After this we have another collection of standard operations that usually don't need to be modified, such as removing surfaces that are hidden and clipping the scene so that objects that are outside of the viewing window aren't drawn.

These plus the T&L form the "vertex" processing section of the graphics pipeline.

Using just the vertex pipeline it is possible to create high quality 3D objects but the surfaces will all look smooth. Real objects have textured surfaces and this needs additional processing.

A texture is defined as a 2D pattern of pixels called "textels" in this case. Think of it as a sample of the texture from the real object but flattened out. In principle all you have to do to add a texture to a model is to apply it as if you were covering the object with patterned wallpaper.

In 3D graphics this can be achieved by mapping the textels into the 2D rendered image that results from the vertex pipeline using "texture co-ordinates". The texture co-ordinates define the way that the texture is resized and distorted by the shape of the 3D object. This is the start of the "pixel" pipeline that essentially processes the 2D output of the vertex pipeline to create a more realistic image.

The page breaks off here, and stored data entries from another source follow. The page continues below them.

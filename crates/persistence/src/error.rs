//! Error types for the persistence layer.
//!
//! Faults are split in two levels. [`TransportError`] describes what went wrong
//! between this process and the search engine; it is what a
//! [`SearchEngine`](crate::core::SearchEngine) implementation returns.
//! [`StorageError`] is what the document gateway returns to its callers: it adds
//! the operation being performed and the faults that originate in the gateway
//! itself (empty patches, payload serialization, caller-side timeouts).
//!
//! A document that does not exist is never an error. It is reported as
//! [`Outcome::NotFound`](crate::types::Outcome::NotFound).

// Error enum variant fields are self-documenting via their #[error(...)] messages
#![allow(missing_docs)]

use std::fmt;

use thiserror::Error;

/// The gateway operation during which a fault occurred.
#[derive(Debug, Clone, Copy, PartialEq, Eq, Hash)]
pub enum Operation {
    Get,
    Create,
    Update,
    Delete,
    Search,
    Health,
}

impl Operation {
    /// Returns the operation name as used in log fields and error messages.
    pub fn as_str(&self) -> &'static str {
        match self {
            Operation::Get => "get",
            Operation::Create => "create",
            Operation::Update => "update",
            Operation::Delete => "delete",
            Operation::Search => "search",
            Operation::Health => "health",
        }
    }

    /// Returns `true` if the operation mutates stored documents.
    pub fn is_write(&self) -> bool {
        matches!(
            self,
            Operation::Create | Operation::Update | Operation::Delete
        )
    }
}

impl fmt::Display for Operation {
    fn fmt(&self, f: &mut fmt::Formatter<'_>) -> fmt::Result {
        f.write_str(self.as_str())
    }
}

/// The primary error type for gateway operations.
#[derive(Error, Debug)]
pub enum StorageError {
    /// An update was requested without any field to change.
    #[error("update patch contains no fields")]
    EmptyPatch,

    /// The request payload could not be built.
    #[error("failed to serialize {operation} payload: {source}")]
    Serialization {
        operation: Operation,
        #[source]
        source: serde_json::Error,
    },

    /// The engine could not be reached, failed, or answered with something unusable.
    #[error("{operation} failed: {source}")]
    Transport {
        operation: Operation,
        #[source]
        source: TransportError,
    },

    /// The caller-side deadline elapsed before the engine answered.
    #[error("{operation} interrupted after {timeout_ms}ms waiting for the engine")]
    Interrupted {
        operation: Operation,
        timeout_ms: u64,
    },
}

impl StorageError {
    /// Returns the operation this error belongs to, if any.
    pub fn operation(&self) -> Option<Operation> {
        match self {
            StorageError::EmptyPatch => Some(Operation::Update),
            StorageError::Serialization { operation, .. }
            | StorageError::Transport { operation, .. }
            | StorageError::Interrupted { operation, .. } => Some(*operation),
        }
    }

    /// Returns `true` when a write may or may not have been applied.
    ///
    /// A write that timed out (either inside the transport or at the caller-side
    /// deadline), or whose reply was lost after the request went out, was possibly
    /// received and executed by the engine. Callers must not treat such a failure
    /// as "nothing happened".
    pub fn outcome_unknown(&self) -> bool {
        match self {
            StorageError::Interrupted { operation, .. } => operation.is_write(),
            StorageError::Transport { operation, source } => {
                operation.is_write() && source.is_ambiguous()
            }
            StorageError::EmptyPatch | StorageError::Serialization { .. } => false,
        }
    }
}

/// Faults raised while talking to the search engine.
#[derive(Error, Debug)]
pub enum TransportError {
    /// The engine could not be reached.
    #[error("connection to {engine} failed: {message}")]
    ConnectionFailed { engine: String, message: String },

    /// The transport gave up waiting for the engine.
    #[error("request to {engine} timed out: {message}")]
    Timeout { engine: String, message: String },

    /// The request went out but its reply could not be read.
    #[error("response from {engine} was lost: {message}")]
    ResponseLost { engine: String, message: String },

    /// The engine answered with a status the gateway does not accept.
    #[error("{engine} returned status {status}: {reason}")]
    EngineFault {
        engine: String,
        status: u16,
        reason: String,
    },

    /// The engine answered, but the body could not be interpreted.
    #[error("malformed response from {engine}: {message}")]
    MalformedResponse { engine: String, message: String },

    /// The engine belongs to a different cluster than the configured one.
    #[error("{engine} cluster name mismatch: expected '{expected}', found '{actual}'")]
    ClusterMismatch {
        engine: String,
        expected: String,
        actual: String,
    },
}

impl TransportError {
    /// Returns `true` if the fault is a transport-level timeout.
    pub fn is_timeout(&self) -> bool {
        matches!(self, TransportError::Timeout { .. })
    }

    /// Returns `true` if the engine may have acted on the request.
    pub fn is_ambiguous(&self) -> bool {
        matches!(
            self,
            TransportError::Timeout { .. } | TransportError::ResponseLost { .. }
        )
    }

    /// Builds a [`TransportError::MalformedResponse`].
    pub fn malformed(engine: &str, message: impl Into<String>) -> Self {
        TransportError::MalformedResponse {
            engine: engine.to_string(),
            message: message.into(),
        }
    }
}

/// Result type alias for gateway operations.
pub type StorageResult<T> = Result<T, StorageError>;

/// Result type alias for engine calls.
pub type EngineResult<T> = Result<T, TransportError>;

#[cfg(test)]
mod tests {
    use super::*;

    fn timeout() -> TransportError {
        TransportError::Timeout {
            engine: "elasticsearch".to_string(),
            message: "deadline has elapsed".to_string(),
        }
    }

    #[test]
    fn test_operation_is_write() {
        assert!(Operation::Create.is_write());
        assert!(Operation::Update.is_write());
        assert!(Operation::Delete.is_write());
        assert!(!Operation::Get.is_write());
        assert!(!Operation::Search.is_write());
        assert!(!Operation::Health.is_write());
    }

    #[test]
    fn test_write_timeout_is_ambiguous() {
        let err = StorageError::Transport {
            operation: Operation::Create,
            source: timeout(),
        };
        assert!(err.outcome_unknown());

        let err = StorageError::Interrupted {
            operation: Operation::Delete,
            timeout_ms: 50,
        };
        assert!(err.outcome_unknown());
    }

    #[test]
    fn test_read_timeout_is_not_ambiguous() {
        let err = StorageError::Transport {
            operation: Operation::Search,
            source: timeout(),
        };
        assert!(!err.outcome_unknown());

        let err = StorageError::Interrupted {
            operation: Operation::Get,
            timeout_ms: 50,
        };
        assert!(!err.outcome_unknown());
    }

    #[test]
    fn test_connection_failure_on_write_is_not_ambiguous() {
        let err = StorageError::Transport {
            operation: Operation::Update,
            source: TransportError::ConnectionFailed {
                engine: "elasticsearch".to_string(),
                message: "connection refused".to_string(),
            },
        };
        assert!(!err.outcome_unknown());
    }

    #[test]
    fn test_lost_write_response_is_ambiguous() {
        let lost = || TransportError::ResponseLost {
            engine: "elasticsearch".to_string(),
            message: "connection reset by peer".to_string(),
        };
        let err = StorageError::Transport {
            operation: Operation::Update,
            source: lost(),
        };
        assert!(err.outcome_unknown());

        let err = StorageError::Transport {
            operation: Operation::Get,
            source: lost(),
        };
        assert!(!err.outcome_unknown());
    }

    #[test]
    fn test_display() {
        let err = StorageError::Transport {
            operation: Operation::Get,
            source: TransportError::EngineFault {
                engine: "elasticsearch".to_string(),
                status: 503,
                reason: "all shards failed".to_string(),
            },
        };
        assert_eq!(
            err.to_string(),
            "get failed: elasticsearch returned status 503: all shards failed"
        );
        assert_eq!(
            StorageError::EmptyPatch.to_string(),
            "update patch contains no fields"
        );
    }
}
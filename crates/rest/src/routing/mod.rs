//! Route configuration for the Bookshelf HTTP API.
//!
//! This module contains the routing configuration that maps HTTP paths
//! to handlers.

pub mod novel_routes;

pub use novel_routes::create_routes;
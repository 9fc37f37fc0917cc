//! Elasticsearch engine.
//!
//! Talks to a cluster over the REST API through the official `elasticsearch`
//! client. One index per collection; the collection's document type is not sent
//! since Elasticsearch 8 has no mapping types.
//!
//! # Example
//!
//! ```ignore
//! use bookshelf_persistence::backends::elasticsearch::{ElasticsearchConfig, ElasticsearchEngine};
//! use bookshelf_persistence::core::SearchEngine;
//! use bookshelf_persistence::types::CollectionKey;
//!
//! let config = ElasticsearchConfig {
//!     nodes: vec!["http://localhost:9200".to_string()],
//!     ..Default::default()
//! };
//! let engine = ElasticsearchEngine::new(config)?;
//! engine.initialize(&CollectionKey::novels()).await?;
//! ```

mod backend;
mod engine;
mod query_builder;
mod schema;

pub use backend::{ElasticsearchAuth, ElasticsearchConfig, ElasticsearchEngine};
pub use query_builder::{EsQuery, EsQueryBuilder, SEARCH_TYPE};
pub use schema::{PUBLIC_DATE_ES_FORMAT, create_index_mapping};
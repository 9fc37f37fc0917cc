//! Landing and health check handlers.

use axum::{
    Json,
    extract::State,
    http::StatusCode,
    response::{IntoResponse, Response},
};
use bookshelf_persistence::core::SearchEngine;
use tracing::{debug, warn};

use crate::error::{RestError, RestResult};
use crate::state::AppState;

/// Handler for the landing route.
///
/// # HTTP Request
///
/// `GET /`
///
/// # Response
///
/// - `200 OK` - The literal text `index`
pub async fn index_handler() -> &'static str {
    "index"
}

/// Handler for the health check endpoint.
///
/// Asks the engine for its cluster health, useful for load balancers and
/// monitoring systems.
///
/// # HTTP Request
///
/// `GET /health`
///
/// # Response
///
/// - `200 OK` - Engine reachable and cluster green or yellow
/// - `503 Service Unavailable` - Engine unreachable, cluster red, or the
///   engine belongs to another cluster
pub async fn health_handler<E>(State(state): State<AppState<E>>) -> RestResult<Response>
where
    E: SearchEngine + ?Sized + 'static,
{
    debug!("Processing health check request");

    let engine = state.engine().engine_name();
    let health = state.gateway().health().await.map_err(|e| {
        warn!(engine, error = %e, "Health check failed");
        RestError::Unavailable {
            message: e.to_string(),
        }
    })?;

    let available = health.status.is_available();
    let status = if available {
        StatusCode::OK
    } else {
        StatusCode::SERVICE_UNAVAILABLE
    };

    let body = serde_json::json!({
        "status": if available { "healthy" } else { "unhealthy" },
        "engine": engine,
        "cluster_name": health.cluster_name,
        "cluster_status": health.status,
        "timestamp": chrono::Utc::now().to_rfc3339()
    });

    Ok((status, Json(body)).into_response())
}
use axum::{
    Json, Router,
    extract::{Path, State},
    routing::{get, post},
};

use crate::{
    dto::orders::PlaceOrderRequest,
    error::AppResult,
    middleware::session::SessionId,
    models::Order,
    response::ApiResponse,
    services::order_service,
    state::AppState,
};

pub fn router() -> Router<AppState> {
    Router::new()
        .route("/", post(place_order))
        .route("/track/{code}", get(track_order))
}

#[utoipa::path(
    post,
    path = "/api/orders",
    params(
        ("x-session-id" = String, Header, description = "Client session id")
    ),
    request_body = PlaceOrderRequest,
    responses(
        (status = 200, description = "Order placed", body = ApiResponse<Order>),
        (status = 400, description = "Empty cart or missing customer name"),
    ),
    tag = "Orders"
)]
pub async fn place_order(
    State(state): State<AppState>,
    session: SessionId,
    Json(payload): Json<PlaceOrderRequest>,
) -> AppResult<Json<ApiResponse<Order>>> {
    let resp = order_service::place(&state, &session.0, payload).await?;
    Ok(Json(resp))
}

#[utoipa::path(
    get,
    path = "/api/orders/track/{code}",
    params(
        ("code" = String, Path, description = "Tracking code from the order confirmation")
    ),
    responses(
        (status = 200, description = "Order status", body = ApiResponse<Order>),
        (status = 404, description = "Unknown tracking code"),
    ),
    tag = "Orders"
)]
pub async fn track_order(
    State(state): State<AppState>,
    Path(code): Path<String>,
) -> AppResult<Json<ApiResponse<Order>>> {
    let resp = order_service::track(&state, &code).await?;
    Ok(Json(resp))
}
use std::env;

#[derive(Debug, Clone)]
pub struct AppConfig {
    pub database_url: String,
    pub host: String,
    pub port: u16,
    pub upload_dir: String,
    pub jwt_secret: String,
}

impl AppConfig {
    pub fn from_env() -> anyhow::Result<Self> {
        let database_url = env::var("DATABASE_URL")?;
        let host = env::var("APP_HOST").unwrap_or_else(|_| "127.0.0.1".to_string());
        let port = env::var("APP_PORT")
            .ok()
            .and_then(|p| p.parse::<u16>().ok())
            .unwrap_or(3000);
        let upload_dir = env::var("UPLOAD_DIR").unwrap_or_else(|_| "static/images".to_string());
        let jwt_secret = env::var("JWT_SECRET")?;
        Ok(Self {
            database_url,
            host,
            port,
            upload_dir,
            jwt_secret,
        })
    }
}
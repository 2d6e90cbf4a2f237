use axum::{
    Json, Router,
    extract::{Path, Query, State},
    routing::get,
};
use uuid::Uuid;

use crate::{
    dto::menu::{CategoryList, MenuItemList},
    error::AppResult,
    models::MenuItem,
    response::ApiResponse,
    routes::params::MenuListQuery,
    services::menu_service,
    state::AppState,
};

pub fn router() -> Router<AppState> {
    Router::new()
        .route("/", get(list_menu))
        .route("/featured", get(list_featured))
        .route("/categories", get(list_categories))
        .route("/{id}", get(get_menu_item))
}

#[utoipa::path(
    get,
    path = "/api/menu",
    params(
        ("category" = Option<String>, Query, description = "Filter by category")
    ),
    responses(
        (status = 200, description = "Available menu items", body = ApiResponse<MenuItemList>)
    ),
    tag = "Menu"
)]
pub async fn list_menu(
    State(state): State<AppState>,
    Query(query): Query<MenuListQuery>,
) -> AppResult<Json<ApiResponse<MenuItemList>>> {
    let resp = menu_service::list_available(&state, query.category).await?;
    Ok(Json(resp))
}

#[utoipa::path(
    get,
    path = "/api/menu/featured",
    responses(
        (status = 200, description = "Featured items for the front page", body = ApiResponse<MenuItemList>)
    ),
    tag = "Menu"
)]
pub async fn list_featured(
    State(state): State<AppState>,
) -> AppResult<Json<ApiResponse<MenuItemList>>> {
    let resp = menu_service::list_featured(&state).await?;
    Ok(Json(resp))
}

#[utoipa::path(
    get,
    path = "/api/menu/categories",
    responses(
        (status = 200, description = "Categories among available items", body = ApiResponse<CategoryList>)
    ),
    tag = "Menu"
)]
pub async fn list_categories(
    State(state): State<AppState>,
) -> AppResult<Json<ApiResponse<CategoryList>>> {
    let resp = menu_service::list_categories(&state).await?;
    Ok(Json(resp))
}

#[utoipa::path(
    get,
    path = "/api/menu/{id}",
    params(
        ("id" = Uuid, Path, description = "Menu item ID")
    ),
    responses(
        (status = 200, description = "Menu item", body = ApiResponse<MenuItem>),
        (status = 404, description = "Menu item not found"),
    ),
    tag = "Menu"
)]
pub async fn get_menu_item(
    State(state): State<AppState>,
    Path(id): Path<Uuid>,
) -> AppResult<Json<ApiResponse<MenuItem>>> {
    let resp = menu_service::get_item(&state, id).await?;
    Ok(Json(resp))
}
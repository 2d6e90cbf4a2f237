use serde::Deserialize;
use utoipa::ToSchema;

#[derive(Debug, Deserialize, ToSchema)]
#[serde(rename_all = "snake_case")]
pub enum SortOrder {
    Asc,
    Desc,
}

#[derive(Debug, Deserialize, ToSchema)]
pub struct MenuListQuery {
    pub category: Option<String>,
}

// Pagination fields live directly on the query struct; serde's flatten does
// not survive axum's urlencoded deserializer for non-string fields.
#[derive(Debug, Deserialize, ToSchema)]
pub struct OrderListQuery {
    pub page: Option<i64>,
    pub per_page: Option<i64>,
    pub status: Option<String>,
    pub sort_order: Option<SortOrder>,
}

impl OrderListQuery {
    pub fn normalize(&self) -> (i64, i64, i64) {
        let page = self.page.unwrap_or(1).max(1);
        let per_page = self.per_page.unwrap_or(20).clamp(1, 100);
        let offset = (page - 1) * per_page;
        (page, per_page, offset)
    }
}
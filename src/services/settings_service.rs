use std::collections::HashMap;

use serde_json::Value;

use crate::{
    db::DbPool,
    dto::settings::{
        AdminCredentials, AppSettings, RestaurantInfo, SettingsMap, UpdateCredentialsRequest,
    },
    error::{AppError, AppResult},
    models::Setting,
    response::ApiResponse,
};

/// Read every settings group. Values are opaque JSON here; each key's schema
/// belongs to its caller.
pub async fn get_all(pool: &DbPool) -> AppResult<ApiResponse<SettingsMap>> {
    let rows: Vec<Setting> = sqlx::query_as("SELECT key, value, updated_at FROM settings")
        .fetch_all(pool)
        .await?;

    let settings: HashMap<String, Value> = rows.into_iter().map(|s| (s.key, s.value)).collect();
    Ok(ApiResponse::success(
        "Settings",
        SettingsMap { settings },
    ))
}

/// Fetch one settings group. A missing key is not an error; callers supply
/// their own default.
pub async fn get(pool: &DbPool, key: &str) -> AppResult<Option<Value>> {
    let row: Option<(Value,)> = sqlx::query_as("SELECT value FROM settings WHERE key = $1")
        .bind(key)
        .fetch_optional(pool)
        .await?;
    Ok(row.map(|(value,)| value))
}

/// Upsert one settings group and bump its updated_at. Commits immediately.
pub async fn update(pool: &DbPool, key: &str, value: &Value) -> AppResult<()> {
    sqlx::query(
        r#"
        INSERT INTO settings (key, value) VALUES ($1, $2)
        ON CONFLICT (key) DO UPDATE SET value = EXCLUDED.value, updated_at = now()
        "#,
    )
    .bind(key)
    .bind(value)
    .execute(pool)
    .await?;

    Ok(())
}

pub async fn admin_credentials(pool: &DbPool) -> AppResult<AdminCredentials> {
    let creds = match get(pool, "admin_credentials").await? {
        Some(value) => serde_json::from_value(value)
            .map_err(|e| AppError::Internal(anyhow::anyhow!("bad admin_credentials row: {e}")))?,
        None => AdminCredentials::default(),
    };
    Ok(creds)
}

pub async fn update_restaurant_info(
    pool: &DbPool,
    info: RestaurantInfo,
) -> AppResult<ApiResponse<RestaurantInfo>> {
    let value = serde_json::to_value(&info)
        .map_err(|e| AppError::Internal(anyhow::anyhow!(e.to_string())))?;
    update(pool, "restaurant_info", &value).await?;

    tracing::info!("restaurant info updated");
    Ok(ApiResponse::success(
        "Restaurant info updated",
        info,
    ))
}

pub async fn update_admin_credentials(
    pool: &DbPool,
    payload: UpdateCredentialsRequest,
) -> AppResult<ApiResponse<serde_json::Value>> {
    // Always read through to the store; no cached credentials anywhere.
    let current = admin_credentials(pool).await?;
    if payload.current_password != current.password {
        return Err(AppError::Validation(
            "current password is incorrect".to_string(),
        ));
    }
    if payload.new_password != payload.confirm_password {
        return Err(AppError::Validation(
            "new password and confirmation do not match".to_string(),
        ));
    }
    if payload.new_username.trim().is_empty() || payload.new_password.is_empty() {
        return Err(AppError::Validation(
            "username and password must not be empty".to_string(),
        ));
    }

    let creds = AdminCredentials {
        username: payload.new_username,
        password: payload.new_password,
    };
    let value = serde_json::to_value(&creds)
        .map_err(|e| AppError::Internal(anyhow::anyhow!(e.to_string())))?;
    update(pool, "admin_credentials", &value).await?;

    tracing::info!(username = %creds.username, "admin credentials updated");
    Ok(ApiResponse::success(
        "Credentials updated",
        serde_json::json!({}),
    ))
}

pub async fn update_app_settings(
    pool: &DbPool,
    settings: AppSettings,
) -> AppResult<ApiResponse<AppSettings>> {
    if settings.tax_rate < 0.0
        || settings.delivery_fee < 0.0
        || settings.min_order_amount < 0.0
    {
        return Err(AppError::Validation(
            "tax rate, delivery fee and minimum order amount must not be negative".to_string(),
        ));
    }

    let value = serde_json::to_value(&settings)
        .map_err(|e| AppError::Internal(anyhow::anyhow!(e.to_string())))?;
    update(pool, "app_settings", &value).await?;

    tracing::info!("app settings updated");
    Ok(ApiResponse::success(
        "App settings updated",
        settings,
    ))
}
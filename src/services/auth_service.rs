use chrono::{Duration, Utc};
use jsonwebtoken::{EncodingKey, Header, encode};

use crate::{
    db::DbPool,
    dto::auth::{Claims, LoginRequest, LoginResponse},
    error::{AppError, AppResult},
    response::ApiResponse,
    services::settings_service,
};

/// Compare submitted credentials against the "admin_credentials" settings
/// group. Plaintext comparison, same as the system this replaces; the read
/// goes through to the store every time so a credential change takes effect
/// on the next login attempt.
pub async fn verify_credentials(
    pool: &DbPool,
    username: &str,
    password: &str,
) -> AppResult<bool> {
    let creds = settings_service::admin_credentials(pool).await?;
    Ok(username == creds.username && password == creds.password)
}

pub async fn login(
    pool: &DbPool,
    jwt_secret: &str,
    payload: LoginRequest,
) -> AppResult<ApiResponse<LoginResponse>> {
    if !verify_credentials(pool, &payload.username, &payload.password).await? {
        tracing::warn!(username = %payload.username, "failed admin login");
        return Err(AppError::Unauthorized);
    }

    let expiration = Utc::now()
        .checked_add_signed(Duration::hours(12))
        .ok_or_else(|| AppError::Internal(anyhow::anyhow!("Failed to set expiration")))?;

    let claims = Claims {
        sub: payload.username.clone(),
        exp: expiration.timestamp() as usize,
    };

    let token = encode(
        &Header::default(),
        &claims,
        &EncodingKey::from_secret(jwt_secret.as_bytes()),
    )
    .map_err(|e| AppError::Internal(anyhow::anyhow!(e.to_string())))?;

    tracing::info!(username = %payload.username, "admin logged in");

    let resp = LoginResponse {
        token: format!("Bearer {}", token),
    };
    Ok(ApiResponse::success("Logged in", resp))
}
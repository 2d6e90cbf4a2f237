use serde::Serialize;
use utoipa::ToSchema;

/// Pagination info, present only on paginated list responses.
#[derive(Debug, Serialize, ToSchema, Clone)]
pub struct Meta {
    pub page: i64,
    pub per_page: i64,
    pub total: i64,
}

#[derive(Debug, Serialize, ToSchema)]
pub struct ApiResponse<T> {
    pub message: String,
    #[serde(skip_serializing_if = "Option::is_none")]
    pub data: Option<T>,
    #[serde(skip_serializing_if = "Option::is_none")]
    pub meta: Option<Meta>,
}

/// Payload of error responses; the message is duplicated here so clients can
/// treat `data` uniformly.
#[derive(Debug, Serialize, ToSchema)]
pub struct ErrorBody {
    pub error: String,
}

impl<T: Serialize> ApiResponse<T> {
    pub fn success(message: impl Into<String>, data: T) -> Self {
        Self {
            message: message.into(),
            data: Some(data),
            meta: None,
        }
    }

    pub fn paginated(message: impl Into<String>, data: T, meta: Meta) -> Self {
        Self {
            message: message.into(),
            data: Some(data),
            meta: Some(meta),
        }
    }
}

impl ApiResponse<ErrorBody> {
    pub fn failure(message: impl Into<String>) -> Self {
        let message = message.into();
        Self {
            data: Some(ErrorBody {
                error: message.clone(),
            }),
            message,
            meta: None,
        }
    }
}

#[cfg(test)]
mod tests {
    use super::*;
    use serde_json::json;

    #[test]
    fn success_omits_meta() {
        let resp = ApiResponse::success("ok", json!({"a": 1}));
        let value = serde_json::to_value(&resp).unwrap();
        assert_eq!(value["message"], "ok");
        assert!(value.get("meta").is_none());
    }

    #[test]
    fn paginated_carries_meta() {
        let meta = Meta {
            page: 2,
            per_page: 10,
            total: 35,
        };
        let resp = ApiResponse::paginated("list", json!([]), meta);
        let value = serde_json::to_value(&resp).unwrap();
        assert_eq!(value["meta"]["page"], 2);
        assert_eq!(value["meta"]["total"], 35);
    }

    #[test]
    fn failure_mirrors_the_message_into_the_error_body() {
        let resp = ApiResponse::failure("Not Found");
        let value = serde_json::to_value(&resp).unwrap();
        assert_eq!(value["message"], "Not Found");
        assert_eq!(value["data"]["error"], "Not Found");
        assert!(value.get("meta").is_none());
    }
}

A textured model looks more realistic but it isn't the end of the story. The quality of the overall image can be improved by "anti-aliasing" which makes sharp edges smoother. Paradoxically this makes them look sharper to the viewer.

A similar process can be applied to textures which generally look very "raw" and unrealistic after they have been mapped on the model. Bilinear and Trilinear filtering works well on surfaces that appear to be at right angles to the viewer. In each case the filter takes a weighted average of the surrounding pixels to smooth the texture. The most sophisticated texture filter in current use is the "anisotropic" filter. This takes account of the fact that a group of pixels that represent points that are close in the 3D model tend to lie on an ellipse rather than a circle. This means that to smooth the texture correctly the weighted average should be taken of pixels in the ellipse – see the figure. This may seem like a small change but the anisotropicly filtered textures are sharper and give a much better impression of the 3D orientation of a surface.

Texture filtering – what's close depends on the angle of the face.

Pixel processing includes extras such as the addition of fog effects and the composition of multiple bitmap images to provide background and transparency where required. The pixel processes are simple enough to be built into the hardware of the graphics card to create a fixed function pixel pipeline.